Translation:Ce sont des bébés.
In French, when you have an expression such as "he/she is", either "il/elle est" or "c'est" is used, depending on how the sentence is structured.
Here is a great tutorial on that: http://french.about.com/library/weekly/aa032500.htm
The singular version of the sentence here would be: "c'est un bébé". You have to use "c'est" because it is followed by a modified noun, un bébé. The plural form of "c'est" is "ce sont", hence -- "ce sont des bébés"..
Hope this helps.
So why was the previous audio exercise "Il est le bébé de la famille" and not c'est... ?
Hmmm, 9 months ago, but here goes anyway. "Il est le bébé" is an exception to the rule regarding "c'est" because it refers to "the baby" of the family (i.e., there's only one of those). In such a case, you can use "Il est" or "Elle est" or "C'est".
Meaning and translation are different in this case:
- they are babies = "ce sont des bébés"
- these/those are babies = "ceux-ci/ceux-là sont des bébés", or "ce sont des bébés".
What you have to remember is that you should not use "ils sont des bébés"
"ces" is an adjective. This expression is constructed with "ce": in singular "c'est" (because est starts with a vowel, the 'e' is replaced by an apostrophe) and in plural "ce sont".
I was just marked correct for writing " Ils sont bébés" but reading through this thread I now wonder if I should have been marked wrong? I am SO confused!

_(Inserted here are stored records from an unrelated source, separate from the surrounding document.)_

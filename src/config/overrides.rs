//! Command-line overrides (`section.key=value`) applied to a parsed document
//!
//! Overrides land before interpolation, so overriding
//! `common.sequence_length` also moves every key that references it.

use serde_yaml::{Mapping, Value};

/// Override errors
#[derive(Debug, Clone, PartialEq, thiserror::Error)]
pub enum OverrideError {
    #[error("Malformed override '{0}' (expected dotted.key=value)")]
    Malformed(String),

    #[error("Cannot override '{path}': '{parent}' is not a mapping")]
    NotAMapping { path: String, parent: String },
}

/// Parse one `dotted.key=value` item; the value is read as YAML.
pub fn parse_override(item: &str) -> Result<(String, Value), OverrideError> {
    let (key, raw) = item
        .split_once('=')
        .ok_or_else(|| OverrideError::Malformed(item.to_string()))?;
    let key = key.trim();

    if key.is_empty() || key.split('.').any(str::is_empty) {
        return Err(OverrideError::Malformed(item.to_string()));
    }

    // Anything YAML cannot read is taken as a plain string
    let value = serde_yaml::from_str::<Value>(raw.trim())
        .unwrap_or_else(|_| Value::String(raw.trim().to_string()));
    Ok((key.to_string(), value))
}

/// Apply overrides in order; later items win.
pub fn apply_overrides<S: AsRef<str>>(
    root: &mut Value,
    overrides: &[S],
) -> Result<(), OverrideError> {
    for item in overrides {
        let (path, value) = parse_override(item.as_ref())?;
        tracing::debug!(%path, "applying override");
        set_path(root, &path, value)?;
    }
    Ok(())
}

/// Set `path` to `value`, creating missing intermediate mappings.
pub fn set_path(root: &mut Value, path: &str, value: Value) -> Result<(), OverrideError> {
    let segments: Vec<&str> = path.split('.').collect();
    let (leaf, parents) = segments
        .split_last()
        .ok_or_else(|| OverrideError::Malformed(path.to_string()))?;

    let mut node = root;
    for (depth, segment) in parents.iter().enumerate() {
        let map = as_mapping(node, path, &segments[..depth])?;
        node = map
            .entry(Value::String((*segment).to_string()))
            .or_insert_with(|| Value::Mapping(Mapping::new()));
    }

    let map = as_mapping(node, path, parents)?;
    map.insert(Value::String((*leaf).to_string()), value);
    Ok(())
}

fn as_mapping<'a>(
    node: &'a mut Value,
    path: &str,
    parent: &[&str],
) -> Result<&'a mut Mapping, OverrideError> {
    if node.is_null() {
        *node = Value::Mapping(Mapping::new());
    }
    match node {
        Value::Mapping(map) => Ok(map),
        _ => Err(OverrideError::NotAMapping {
            path: path.to_string(),
            parent: if parent.is_empty() {
                "<root>".to_string()
            } else {
                parent.join(".")
            },
        }),
    }
}

#[cfg(test)]
mod tests {
    use super::*;
    use crate::config::interpolate::lookup;

    fn parse(yaml: &str) -> Value {
        serde_yaml::from_str(yaml).expect("test YAML should parse")
    }

    #[test]
    fn test_parse_scalar_types() {
        assert_eq!(
            parse_override("common.epochs=10").unwrap(),
            ("common.epochs".to_string(), Value::Number(10.into()))
        );
        assert_eq!(
            parse_override("common.do_checkpoint=false").unwrap().1,
            Value::Bool(false)
        );
        assert_eq!(
            parse_override("common.device=cuda:1").unwrap().1,
            Value::String("cuda:1".to_string())
        );
        assert_eq!(parse_override("common.seed=null").unwrap().1, Value::Null);
    }

    #[test]
    fn test_parse_flow_sequence() {
        let (_, value) =
            parse_override("training_settings.sampling_weights=[0.25, 0.25, 0.25, 0.25]").unwrap();
        assert_eq!(value.as_sequence().map(Vec::len), Some(4));
    }

    #[test]
    fn test_malformed_overrides() {
        for item in ["common.epochs", "=3", "common..epochs=3", ".epochs=3"] {
            assert!(
                matches!(parse_override(item), Err(OverrideError::Malformed(_))),
                "{item} should be malformed"
            );
        }
    }

    #[test]
    fn test_override_existing_key() {
        let mut root = parse("common:\n  epochs: 600\n  device: cpu\n");
        apply_overrides(&mut root, &["common.epochs=3"]).unwrap();
        assert_eq!(lookup(&root, "common.epochs"), Some(&Value::Number(3.into())));
        assert_eq!(
            lookup(&root, "common.device"),
            Some(&Value::String("cpu".to_string()))
        );
    }

    #[test]
    fn test_override_creates_sections() {
        let mut root = parse("{}");
        apply_overrides(&mut root, &["wandb.project=demo"]).unwrap();
        assert_eq!(
            lookup(&root, "wandb.project"),
            Some(&Value::String("demo".to_string()))
        );
    }

    #[test]
    fn test_later_override_wins() {
        let mut root = parse("common:\n  seed: 0\n");
        apply_overrides(&mut root, &["common.seed=1", "common.seed=2"]).unwrap();
        assert_eq!(lookup(&root, "common.seed"), Some(&Value::Number(2.into())));
    }

    #[test]
    fn test_override_through_scalar_fails() {
        let mut root = parse("common:\n  epochs: 600\n");
        let err = apply_overrides(&mut root, &["common.epochs.value=1"]).unwrap_err();
        assert_eq!(
            err,
            OverrideError::NotAMapping {
                path: "common.epochs.value".to_string(),
                parent: "common.epochs".to_string(),
            }
        );
    }
}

"Ils sont bébés" is an unusual construction, where "bébés" is used as an adjective as you would say "they are little".
If you use "bébés" as a noun, you need to change "ils sont" to "ce sont".
- he/she is a baby = c'est un bébé
- they are babies = ce sont des bébés
The same applies with other nouns that can be used as adjectives, like professions and a few others like "élève (pupil), étudiant (student), témoin (witness), victime (victim), membre (member)...".
When the English is "he/she is + determiner + noun", you translate "c 'est + determiner + noun). "they are + determiner + noun" = "ce sont + (determiner) + noun"
he is a baby = c'est un bébé
she is a baby = c'est un bébé
they are babies = ce sont des bébés
I got it wrong because I neglected to type 'des' (tired)...buuut, Duo gave the 'correct' answer as "ils sont bebes" which kinda threw me to be fair; and throws some ambiguity on the discussions around the necessity of 'ce' and 'des'? o_O
You were taught that professions (after verbs être and devenir) do not need an article, because of their duality (nouns or adjectives or nouns acting like adjectives):
- he is an actor = il est acteur
In parallel, you were taught that "il/elle est" + modified noun (= determiner + noun) have to change to "c'est + modified noun" ( in plural: "ce sont")
- he is an actor = c'est un acteur.
The alternative translation you mention shows that not only professions can get a single noun after "être" and "devenir". Some nouns, giving the subject a "status" can also behave the same way (ie "real" noun or adjective):
- he is a good student = il est bon élève OR c'est un bon élève
- he is a victim = il est victime OR c'est une victime (une victime is always feminine)
- he is a baby = il est bébé OR c'est un bébé
- he is a witness = il est témoin OR c'est un témoin
- they are good friends = ils sont bons amis (adj) OR ce sont de bons amis
"Ils/Elles sont des" has to change to "Ce sont des".
As a rule, "il/elle est" change to "c'est" and "ils/elles sont" to "ce sont" when they are followed by a modified noun (determiner + noun).
These determiners can be articles, numbers, demonstrative, possessive or indefinite adjectives.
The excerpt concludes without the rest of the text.